There are many functions that are implemented either in R base or in one of the numerous statistical (and other) packages.

Functions can be used for e.g. statistical calculations, input and output or visualization of data.

User defined functions will be presented later.

Functions

Functions can be used for predefined tasks. Many functions are already implemented in base R, e.g. sum(), mean(), sqrt()

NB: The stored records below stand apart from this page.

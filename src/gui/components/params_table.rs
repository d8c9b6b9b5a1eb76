// src/gui/components/params_table.rs
//
// Read-only table of fit parameters (value / stderr columns per parameter).

use eframe::egui::{self, Align, Layout, RichText, TextWrapMode};
use egui_extras::{Column, TableBuilder};

pub fn draw(ui: &mut egui::Ui, id: &str, headers: &[String], rows: &[Vec<String>]) {
    // Same scroll bar look as the region panel
    {
        let s = &mut ui.style_mut().spacing.scroll;
        s.floating = false;
        s.bar_width = 10.0;
        s.handle_min_length = 48.0;
        let visuals = &mut ui.style_mut().visuals;
        visuals.extreme_bg_color = visuals.panel_fill;
    }

    // region, parent_region, subset are text; the rest are numbers
    const TEXT_COLS: usize = 3;

    let mut table = TableBuilder::new(ui)
        .id_salt(("params_table", id))
        .striped(true)
        .min_scrolled_height(0.0);
    for ci in 0..headers.len() {
        let w = if ci < TEXT_COLS { 140.0 } else { 110.0 };
        table = table.column(Column::initial(w).resizable(true).clip(true).at_least(20.0));
    }

    table
        .header(24.0, |mut header| {
            for h in headers {
                header.col(|ui| {
                    ui.style_mut().wrap_mode = Some(TextWrapMode::Extend);
                    ui.add(egui::Label::new(RichText::new(h).strong()).selectable(false));
                });
            }
        })
        .body(|body| {
            body.rows(20.0, rows.len(), |mut row| {
                let Some(cells) = rows.get(row.index()) else { return };
                for (ci, cell) in cells.iter().enumerate() {
                    row.col(|ui| {
                        ui.style_mut().wrap_mode = Some(TextWrapMode::Extend);
                        if ci < TEXT_COLS {
                            ui.with_layout(Layout::left_to_right(Align::Center), |ui| { ui.label(cell); });
                        } else {
                            ui.with_layout(Layout::right_to_left(Align::Center), |ui| { ui.label(cell); });
                        }
                    });
                }
            });
        });
}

							# Calculate sums with sum()
							> sum(1000, 1)
							[1] 1001
							#  Calculate the arithmetic mean with mean()
							> mean(c(1, 2, 3, 4, 5)) # this is a vector...
							[1] 3
						

Square Root


							# Calculate the square root
							> sqrt(49)
							[1] 7
						

Logarithms


							# Common logarithm functions
							# Logarithm base 10
							> log10(1000)
							[1] 3
							# Logarithm base 2
							> log2(64)
							[1] 6
							# natural logarithm
							> log(100)
							[1] 4.60517
							#  Exponent
							> exp(4.60517)
							[1] 99.99998
							# NB.: rounding error!
						

Help!

R does also contain a user manual: ?sqrt or help(sqrt) will show the manual page for the function sqrt().

						# Was does this do?
						help(help)
						

'q' will exit the (text based) help display.

Data Structures

In R data is organized in data structures, e.g. vectors, lists, matrices…

  • Vector
  • Matrix
  • Array
  • Data frame
  • List
  • Factor

Vectors

  • Vectors are elementary parts of R
  • Vectors consist of one or more ordered elements
  • Vectors can hold all data types, e.g. numeric, character, logical
  • All elements within a given vector have to be of the same type!

Vectors

  • In R almost everything is implemented based on vectors.
  • Vectors can be any data type. But again: Vectors can't hold elements of mixed types!
  • The most simple vectors in R consist of only one element.

Vectors


							# You create a character type vector like this: 
							> print("Kurs") # e.g.
							[1] "Kurs"
						

							# It can also be assigned to a variable: 
							> var1 <- "Kurs"
							[1] "Kurs"
						

							# Check if var1 is a vector (or anything else) by preceding "is.":
							> is.vector(var1)
							[1] TRUE
						

Vectors


							# Casting a vector to a certain type can be done with "as."
							> var2 <- pi
							> var3 <- as.integer(var2)
							> var3
							[1] 3 # Information is lost here!
							> class(var3)
							[1] "integer"
						

Vectors

Numeric vectors with several elements:


							# More than one way to create a numeric vector
							> x <- c(1, 2, 3, 4, 5)
							> x
							[1] 1 2 3 4 5
							> x <-seq(from = 1, to = 5, by = 1))
							> x
							[1] 1 2 3 4 5
							> x <- c(1:5)
							> x
							[1] 1 2 3 4 5
						

Vectors

The easiest way to create a vector is the c() function (for combine or concatenate).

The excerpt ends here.